There was an unhallowed smirk on Zeus Gildersedge’s face.
“What about your father?” he asked; “you didn’t come to see him. No, by God! He can die, and that’s about the best thing you think he can do.”
“Father!”
She stretched out her hands to him as though to stem back his taunting words. Zeus Gildersedge was a dying man; the bitterness of the approaching hour, the sordid realism of his past, only incensed him against his fate. There was none of the mild solemnity of death in that dark room. Nothing but malice seemed quick in the lean body, nothing but mocking anger alive in the dim eyes.
“Is it my money you want?” he panted. “I am to be deserted, am I, and then squeezed on my death-bed like a sponge, to keep you and your blackguard from the gutter? Gold, is it? Curse them, they’re all scrambling for it—the parson, the doctor, that woman in the kitchen. What do they care about me—what do they care about me, I say? By God, wench, I won’t give you a farthing!”

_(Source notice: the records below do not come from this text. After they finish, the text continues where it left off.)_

/// Wire codec for debug records
///
/// This module encodes and decodes the fixed little-endian layouts used at
/// the tools boundary: the event record delivered by `read_event` and the
/// self-describing register state area addressed by `read_state`.

use crate::types::{
    DebugEvent, DetachReason, DriverError, EventInfo, EventKind, ModuleRange, RegisterFile,
    Result, StateHeader, StateSection,
};

/// Fixed prefix of every event record: kind, thread, flags.
pub const EVENT_FIXED_LEN: usize = 1 + 8 + 8;

/// Size of the register state header on the wire.
pub const STATE_HEADER_LEN: usize = 8;

/// Size of one register file descriptor on the wire.
pub const STATE_SECTION_LEN: usize = 16;

/// Encoded size of an event record of the given kind.
pub fn encoded_event_len(kind: EventKind) -> usize {
    let info = match kind {
        EventKind::Detached => 1,
        EventKind::ModuleLoad | EventKind::ModuleUnload => 24,
        _ => 0,
    };
    EVENT_FIXED_LEN + info
}

/// The largest encoded event record; callers that cannot query a pending
/// event's size should size their buffer to this.
pub const MAX_EVENT_LEN: usize = EVENT_FIXED_LEN + 24;

/// Encode an event record into `buf`, returning the number of bytes written.
///
/// Fails with `OutOfHostMemory` when the buffer is too small and with
/// `InvalidArgument` when the payload does not match the event kind.
pub fn encode_event(event: &DebugEvent, buf: &mut [u8]) -> Result<usize> {
    let needed = encoded_event_len(event.kind);
    if buf.len() < needed {
        return Err(DriverError::OutOfHostMemory);
    }

    buf[0] = event.kind as u8;
    buf[1..9].copy_from_slice(&event.thread.to_le_bytes());
    buf[9..17].copy_from_slice(&event.flags.to_le_bytes());

    match (event.kind, &event.info) {
        (EventKind::Detached, EventInfo::Detached { reason }) => {
            buf[17] = *reason as u8;
        }
        (EventKind::ModuleLoad, EventInfo::Module(range))
        | (EventKind::ModuleUnload, EventInfo::Module(range)) => {
            buf[17..25].copy_from_slice(&range.begin.to_le_bytes());
            buf[25..33].copy_from_slice(&range.end.to_le_bytes());
            buf[33..41].copy_from_slice(&range.load.to_le_bytes());
        }
        (
            EventKind::ProcessEntry | EventKind::ProcessExit | EventKind::Exception,
            EventInfo::None,
        ) => {}
        _ => return Err(DriverError::InvalidArgument),
    }

    Ok(needed)
}

/// Decode an event record from the front of `buf`.
pub fn decode_event(buf: &[u8]) -> Result<DebugEvent> {
    if buf.len() < EVENT_FIXED_LEN {
        return Err(DriverError::InvalidArgument);
    }

    let kind = EventKind::from_wire(buf[0])?;
    if buf.len() < encoded_event_len(kind) {
        return Err(DriverError::InvalidArgument);
    }

    let thread = u64::from_le_bytes(buf[1..9].try_into().unwrap());
    let flags = u64::from_le_bytes(buf[9..17].try_into().unwrap());

    let info = match kind {
        EventKind::Detached => EventInfo::Detached {
            reason: DetachReason::from_wire(buf[17])?,
        },
        EventKind::ModuleLoad | EventKind::ModuleUnload => EventInfo::Module(ModuleRange {
            begin: u64::from_le_bytes(buf[17..25].try_into().unwrap()),
            end: u64::from_le_bytes(buf[25..33].try_into().unwrap()),
            load: u64::from_le_bytes(buf[33..41].try_into().unwrap()),
        }),
        _ => EventInfo::None,
    };

    Ok(DebugEvent {
        kind,
        thread,
        flags,
        info,
    })
}

/// Parse the register state header from the front of a state area.
pub fn parse_state_header(bytes: &[u8]) -> Result<StateHeader> {
    if bytes.len() < STATE_HEADER_LEN {
        return Err(DriverError::InvalidArgument);
    }

    let header = StateHeader {
        size: u32::from_le_bytes(bytes[0..4].try_into().unwrap()),
        header_size: bytes[4],
        sec_size: bytes[5],
        num_sec: u16::from_le_bytes(bytes[6..8].try_into().unwrap()),
    };

    // The descriptor table must fit inside the declared area.
    let table_end =
        header.header_size as u64 + header.num_sec as u64 * header.sec_size as u64;
    if (header.header_size as usize) < STATE_HEADER_LEN
        || (header.sec_size as usize) < STATE_SECTION_LEN
        || table_end > header.size as u64
    {
        return Err(DriverError::InvalidArgument);
    }

    Ok(header)
}

/// Parse the register file descriptors of a state area.
///
/// `bytes` must cover at least the header and descriptor table. Descriptors
/// larger than this driver knows are tolerated; the extra bytes are skipped.
pub fn parse_state_sections(bytes: &[u8]) -> Result<Vec<StateSection>> {
    let header = parse_state_header(bytes)?;

    let table_end = header.header_size as usize + header.num_sec as usize * header.sec_size as usize;
    if bytes.len() < table_end {
        return Err(DriverError::InvalidArgument);
    }

    let mut sections = Vec::with_capacity(header.num_sec as usize);
    for index in 0..header.num_sec as usize {
        let at = header.header_size as usize + index * header.sec_size as usize;
        let desc = &bytes[at..at + STATE_SECTION_LEN];

        let section = StateSection {
            kind: u16::from_le_bytes(desc[0..2].try_into().unwrap()),
            version: u16::from_le_bytes(desc[2..4].try_into().unwrap()),
            size: u32::from_le_bytes(desc[4..8].try_into().unwrap()),
            offset: u64::from_le_bytes(desc[8..16].try_into().unwrap()),
        };

        if section.offset + section.size as u64 > header.size as u64 {
            return Err(DriverError::InvalidArgument);
        }
        sections.push(section);
    }

    Ok(sections)
}

/// Builds a register state area: header, descriptor table, then the
/// register bytes of each file at its declared offset.
pub struct StateAreaBuilder {
    sections: Vec<(RegisterFile, u16, Vec<u8>)>,
}

impl StateAreaBuilder {
    pub fn new() -> Self {
        StateAreaBuilder {
            sections: Vec::new(),
        }
    }

    /// Append a register file with its layout version and initial contents.
    pub fn section(mut self, kind: RegisterFile, version: u16, data: Vec<u8>) -> Self {
        self.sections.push((kind, version, data));
        self
    }

    pub fn build(self) -> Vec<u8> {
        let table_len = self.sections.len() * STATE_SECTION_LEN;
        let payload_len: usize = self.sections.iter().map(|(_, _, data)| data.len()).sum();
        let total = STATE_HEADER_LEN + table_len + payload_len;

        let mut area = vec![0u8; total];
        area[0..4].copy_from_slice(&(total as u32).to_le_bytes());
        area[4] = STATE_HEADER_LEN as u8;
        area[5] = STATE_SECTION_LEN as u8;
        area[6..8].copy_from_slice(&(self.sections.len() as u16).to_le_bytes());

        let mut offset = STATE_HEADER_LEN + table_len;
        for (index, (kind, version, data)) in self.sections.iter().enumerate() {
            let at = STATE_HEADER_LEN + index * STATE_SECTION_LEN;
            area[at..at + 2].copy_from_slice(&(*kind as u16).to_le_bytes());
            area[at + 2..at + 4].copy_from_slice(&version.to_le_bytes());
            area[at + 4..at + 8].copy_from_slice(&(data.len() as u32).to_le_bytes());
            area[at + 8..at + 16].copy_from_slice(&(offset as u64).to_le_bytes());

            area[offset..offset + data.len()].copy_from_slice(data);
            offset += data.len();
        }

        area
    }
}

impl Default for StateAreaBuilder {
    fn default() -> Self {
        StateAreaBuilder::new()
    }
}

#[cfg(test)]
mod tests {
    use super::*;
    use crate::types::{EVENT_FLAG_STOPPED, THREAD_NONE};

    #[test]
    fn test_exception_roundtrip() {
        let event = DebugEvent::exception(42);
        let mut buf = [0u8; MAX_EVENT_LEN];

        let written = encode_event(&event, &mut buf).unwrap();
        assert_eq!(written, EVENT_FIXED_LEN);

        let decoded = decode_event(&buf[..written]).unwrap();
        assert_eq!(decoded, event);
        assert_eq!(decoded.flags & EVENT_FLAG_STOPPED, EVENT_FLAG_STOPPED);
    }

    #[test]
    fn test_detached_roundtrip() {
        let event = DebugEvent::detached(DetachReason::HostExit);
        let mut buf = [0u8; MAX_EVENT_LEN];

        let written = encode_event(&event, &mut buf).unwrap();
        assert_eq!(written, EVENT_FIXED_LEN + 1);

        let decoded = decode_event(&buf[..written]).unwrap();
        assert_eq!(decoded.kind, EventKind::Detached);
        assert_eq!(decoded.thread, THREAD_NONE);
        assert_eq!(
            decoded.info,
            EventInfo::Detached {
                reason: DetachReason::HostExit
            }
        );
    }

    #[test]
    fn test_module_load_roundtrip() {
        let range = ModuleRange {
            begin: 0x1000,
            end: 0x5000,
            load: 0x8000_0000,
        };
        let event = DebugEvent::module_load(range);
        let mut buf = [0u8; MAX_EVENT_LEN];

        let written = encode_event(&event, &mut buf).unwrap();
        assert_eq!(written, EVENT_FIXED_LEN + 24);

        let decoded = decode_event(&buf[..written]).unwrap();
        assert_eq!(decoded.info, EventInfo::Module(range));
    }

    #[test]
    fn test_encode_into_short_buffer() {
        let event = DebugEvent::module_load(ModuleRange {
            begin: 0,
            end: 0x100,
            load: 0x100,
        });
        let mut buf = [0u8; EVENT_FIXED_LEN];

        assert_eq!(
            encode_event(&event, &mut buf),
            Err(DriverError::OutOfHostMemory)
        );
    }

    #[test]
    fn test_decode_rejects_invalid_kind() {
        let mut buf = [0u8; MAX_EVENT_LEN];
        encode_event(&DebugEvent::exception(1), &mut buf).unwrap();
        buf[0] = 0xff;

        assert_eq!(decode_event(&buf), Err(DriverError::InvalidArgument));
    }

    #[test]
    fn test_decode_rejects_truncated_payload() {
        let event = DebugEvent::detached(DetachReason::HostExit);
        let mut buf = [0u8; MAX_EVENT_LEN];
        encode_event(&event, &mut buf).unwrap();

        // Fixed prefix alone is not enough for a detached record.
        assert_eq!(
            decode_event(&buf[..EVENT_FIXED_LEN]),
            Err(DriverError::InvalidArgument)
        );
    }

    #[test]
    fn test_state_area_roundtrip() {
        let area = StateAreaBuilder::new()
            .section(RegisterFile::General, 1, vec![0xab; 256])
            .section(RegisterFile::Accumulator, 1, vec![0; 32])
            .section(RegisterFile::Flags, 2, vec![0; 4])
            .build();

        let header = parse_state_header(&area).unwrap();
        assert_eq!(header.size as usize, area.len());
        assert_eq!(header.header_size as usize, STATE_HEADER_LEN);
        assert_eq!(header.sec_size as usize, STATE_SECTION_LEN);
        assert_eq!(header.num_sec, 3);

        let sections = parse_state_sections(&area).unwrap();
        assert_eq!(sections.len(), 3);
        assert_eq!(sections[0].kind, RegisterFile::General as u16);
        assert_eq!(sections[0].size, 256);
        assert_eq!(sections[2].version, 2);

        // Register bytes live where the descriptors say they do.
        let grf = &sections[0];
        let at = grf.offset as usize;
        assert!(area[at..at + grf.size as usize].iter().all(|b| *b == 0xab));
    }

    #[test]
    fn test_state_sections_are_disjoint() {
        let area = StateAreaBuilder::new()
            .section(RegisterFile::General, 1, vec![0; 128])
            .section(RegisterFile::Address, 1, vec![0; 64])
            .build();

        let sections = parse_state_sections(&area).unwrap();
        let first_end = sections[0].offset + sections[0].size as u64;
        assert!(sections[1].offset >= first_end);
    }

    #[test]
    fn test_parse_rejects_overflowing_section() {
        let mut area = StateAreaBuilder::new()
            .section(RegisterFile::General, 1, vec![0; 64])
            .build();

        // Corrupt the descriptor so the section runs past the declared size.
        let at = STATE_HEADER_LEN + 4;
        area[at..at + 4].copy_from_slice(&u32::MAX.to_le_bytes());

        assert_eq!(
            parse_state_sections(&area),
            Err(DriverError::InvalidArgument)
        );
    }

    #[test]
    fn test_parse_rejects_short_header() {
        assert_eq!(
            parse_state_header(&[0u8; 4]),
            Err(DriverError::InvalidArgument)
        );
    }
}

He sank back upon his pillows, seized with a spasmodic fit of coughing. His face grew dusky, his eyes suffused. The veins were turgid and swollen in the straining neck; one claw of a hand was hooked in the collar of his shirt.
Joan stood and gazed at him, mute and impotent. His words had stunned her and she could not think. Rain came rattling against the window; storm-clouds darkened the room; the wind moaned in the chimney and whistled over the roof.
The old man upon the bed had recovered his breath. He struggled up and gestured at her with one trembling hand, his eyes shining with a peculiar brightness in his dusky face.